Fallon
Chapter thirty-four
Secondhand Embarrassment
I woke up to the sound of my phone buzzing.
Groaning, I fumbled for it and nearly dropped it when the notifications show on the screen.
My eyes pop open, a fresh wave of mortification.
Hundreds. Likes, comments, shares…and one that makes my stomach do a complete flip: Cyrus had liked the video.
Praying it wasn’t him, knowing in the pit of my stomach that it was. There’s no way to deny it. It was him.
I shove the phone under my pillow. No. No, no, no.
He saw it. He saw me—well, not my face—but me.
Why didn’t I keep it to myself? This is what happens when you think you’re confiding in someone.
The whole world finds out. My shoulders, my back to the camera, bright copper hair, and Jules’ chaotic blonde energy all over the screen.
While I declared that I have feelings for him.
Ugh. Rolling over, I stretch, pulling myself up to head to the salon. Might as well get this over with.
Sliding my legs into my buttery-soft jeans, the button closes with a small snap.
I pair a simple, sublime shirt with soft yellow flats and a high ponytail.
This will have to do for today. I groan into my hands.
Cyrus has completely invaded my home, my work, every aspect of my life…
everything. My house even smells earthy, dominating. Ugh. I need fresh air.
It took very little time to arrive; with me having tunnel vision, I sped-walked the entire two blocks, absently waving to neighbors. Claiming to be in a hurry to dodge questions.
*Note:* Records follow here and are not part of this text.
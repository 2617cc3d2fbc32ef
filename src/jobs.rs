use anyhow::Result;
use async_trait::async_trait;
use chrono::{DateTime, Utc};
use log::{error, info};
use serde::Serialize;
use std::collections::HashMap;
use std::path::PathBuf;
use std::sync::Arc;
use tokio::sync::{mpsc, RwLock};
use uuid::Uuid;

use crate::ingest::{IngestionReport, Ingestor};

/// What an ingestion job processes
#[derive(Debug, Clone, PartialEq, Serialize)]
#[serde(tag = "kind", rename_all = "lowercase")]
pub enum JobKind {
    Documents {
        pdf_directory: PathBuf,
        output_directory: PathBuf,
    },
    Website {
        base_url: String,
        output_directory: PathBuf,
    },
    All,
}

#[derive(Debug, Clone, Copy, PartialEq, Eq, Serialize)]
#[serde(rename_all = "lowercase")]
pub enum JobStatus {
    Pending,
    Running,
    Succeeded,
    Failed,
}

#[derive(Debug, Clone, Serialize)]
pub struct JobRecord {
    pub id: Uuid,
    #[serde(flatten)]
    pub kind: JobKind,
    pub status: JobStatus,
    pub created_at: DateTime<Utc>,
    pub updated_at: DateTime<Utc>,
    pub report: Option<IngestionReport>,
    pub error: Option<String>,
}

/// Executes one ingestion job
#[async_trait]
pub trait JobRunner: Send + Sync {
    async fn run(&self, kind: &JobKind) -> Result<IngestionReport>;
}

#[async_trait]
impl JobRunner for Ingestor {
    async fn run(&self, kind: &JobKind) -> Result<IngestionReport> {
        match kind {
            JobKind::Documents {
                pdf_directory,
                output_directory,
            } => self.process_documents(pdf_directory, output_directory).await,
            JobKind::Website {
                base_url,
                output_directory,
            } => self.scrape_website(base_url, output_directory).await,
            JobKind::All => self.process_all().await,
        }
    }
}

/// Finished jobs kept for status queries; older ones are evicted
pub const DEFAULT_RETAINED_JOBS: usize = 100;

/// Background ingestion queue.
///
/// Jobs run one at a time on a single worker task, so two ingestions never
/// write into the store concurrently. Pending and running jobs are always
/// kept; only the most recent finished jobs are retained.
#[derive(Clone)]
pub struct JobQueue {
    records: Arc<RwLock<HashMap<Uuid, JobRecord>>>,
    sender: mpsc::UnboundedSender<Uuid>,
}

impl JobQueue {
    /// Spawn the worker. Must be called inside a tokio runtime.
    pub fn start(runner: Arc<dyn JobRunner>) -> Self {
        Self::with_retention(runner, DEFAULT_RETAINED_JOBS)
    }

    /// Like `start`, keeping at most `retained` finished jobs
    pub fn with_retention(runner: Arc<dyn JobRunner>, retained: usize) -> Self {
        let records: Arc<RwLock<HashMap<Uuid, JobRecord>>> = Arc::new(RwLock::new(HashMap::new()));
        let (sender, mut receiver) = mpsc::unbounded_channel::<Uuid>();

        let worker_records = Arc::clone(&records);
        tokio::spawn(async move {
            while let Some(id) = receiver.recv().await {
                let Some(kind) = set_status(&worker_records, id, JobStatus::Running).await else {
                    continue;
                };
                info!("Starting job {} ({:?})", id, kind);

                let result = runner.run(&kind).await;

                let mut records = worker_records.write().await;
                if let Some(record) = records.get_mut(&id) {
                    record.updated_at = Utc::now();
                    match result {
                        Ok(report) => {
                            info!("Job {} succeeded: {} chunks", id, report.chunks);
                            record.status = JobStatus::Succeeded;
                            record.report = Some(report);
                        }
                        Err(e) => {
                            error!("Job {} failed: {:#}", id, e);
                            record.status = JobStatus::Failed;
                            record.error = Some(format!("{:#}", e));
                        }
                    }
                }
                evict_finished(&mut records, retained);
            }
        });

        JobQueue { records, sender }
    }

    /// Queue a job and return its pending record
    pub async fn submit(&self, kind: JobKind) -> Result<JobRecord> {
        let now = Utc::now();
        let record = JobRecord {
            id: Uuid::new_v4(),
            kind,
            status: JobStatus::Pending,
            created_at: now,
            updated_at: now,
            report: None,
            error: None,
        };

        self.records
            .write()
            .await
            .insert(record.id, record.clone());
        if self.sender.send(record.id).is_err() {
            self.records.write().await.remove(&record.id);
            anyhow::bail!("Job worker is not running");
        }
        Ok(record)
    }

    pub async fn get(&self, id: Uuid) -> Option<JobRecord> {
        self.records.read().await.get(&id).cloned()
    }

    /// All known jobs, oldest first
    pub async fn list(&self) -> Vec<JobRecord> {
        let mut jobs: Vec<JobRecord> = self.records.read().await.values().cloned().collect();
        jobs.sort_by_key(|job| job.created_at);
        jobs
    }
}

fn evict_finished(records: &mut HashMap<Uuid, JobRecord>, retained: usize) {
    let mut finished: Vec<(DateTime<Utc>, Uuid)> = records
        .values()
        .filter(|job| matches!(job.status, JobStatus::Succeeded | JobStatus::Failed))
        .map(|job| (job.updated_at, job.id))
        .collect();
    if finished.len() <= retained {
        return;
    }

    finished.sort();
    let excess = finished.len() - retained;
    for (_, id) in finished.into_iter().take(excess) {
        records.remove(&id);
    }
}

async fn set_status(
    records: &RwLock<HashMap<Uuid, JobRecord>>,
    id: Uuid,
    status: JobStatus,
) -> Option<JobKind> {
    let mut records = records.write().await;
    let record = records.get_mut(&id)?;
    record.status = status;
    record.updated_at = Utc::now();
    Some(record.kind.clone())
}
“Fallon! You’re here early,” Jules sings out, oblivious to my internal panic. She’s already filming again, naturally. Blonde ponytail bouncing.
“I couldn’t sleep,” I mutter, avoiding her gaze. “Please, tell me, the stupid video is down?”
“Oh, honey,” she says, tucking her phone into the waistband of her pants. She plops down next to me. “It’s too late. You’re officially…noticed. If it helps, everyone thinks you’re adorable.”
“He…liked a video. He hasn’t commented or even texted me. So…” I was trying to stay calm, but my fingers fidgeted on the velvet armchair.
Jules snorts. “Oh, come on. That’s basically a love letter in social media language. And if he comments, you’ll combust right here in the salon. Don’t think I won’t film that reaction.”
I groan, tossing a towel at her. “I can’t. I…can’t. I still—ugh—I still want him, Jules. He’s never going to take me seriously—”
“And you secretly hope he does,” Jules finished with a grin. “Relax, Fallon. He’s not going to go away because you shared feelings. And honestly? He’s probably figuring out how to approach you. Anyone with eyes can tell you are all that man notices.”
I peek at my phone again. Yep. He was still liking every new post Jules had uploaded since yesterday. My chest tightens, but not entirely unpleasantly.
“See?” Jules says, nudging me. “It’s not the end of the world.
It’s…supportive co-parenting. Viral content plus Cyrus, plus your backside video clips.
It’s a modern-day romantic movie in the making for all millennials who grew up swooning over ‘You’ve Got Mail.
’ Bonus points for it all being neatly packaged in thirty seconds of footage.
” I rolled my eyes but smiled despite myself.
“You have a twisted sense of humor, Jules.”
“Twisted? Honey, it’s perfect. Now, try not to trip over your feelings while I make the next video. And I promise, this one will have music and no confessions of small-town second-chance romances.” The wink she throws my way is absolutely impish.
I sigh, letting the tension drain from my shoulders, wondering how I continuously get into these humiliating messes.
Life was boring and perfect before he returned to Bluestone.
The only degradation I had to deal with was second-hand from my mother’s recurring mistakes.
Now, every thirty seconds, I’m tripping over my own feet, and he’s the one here to witness it. Baby Jesus, I want to hide.
I spin around to watch Jules record.
Am I overreacting? What’s the worst thing that could happen?
Obviously, he’s aware that we notice new followers and those who like, share, and repost our videos.
Honestly, I would be lying if I said I hadn’t peeked at his social media page last night, surprised to find a single blank page. No photo, posts, nada.
We’re supposed to be working on the parade float tomorrow. How am I supposed to face him with my confession dangling between us?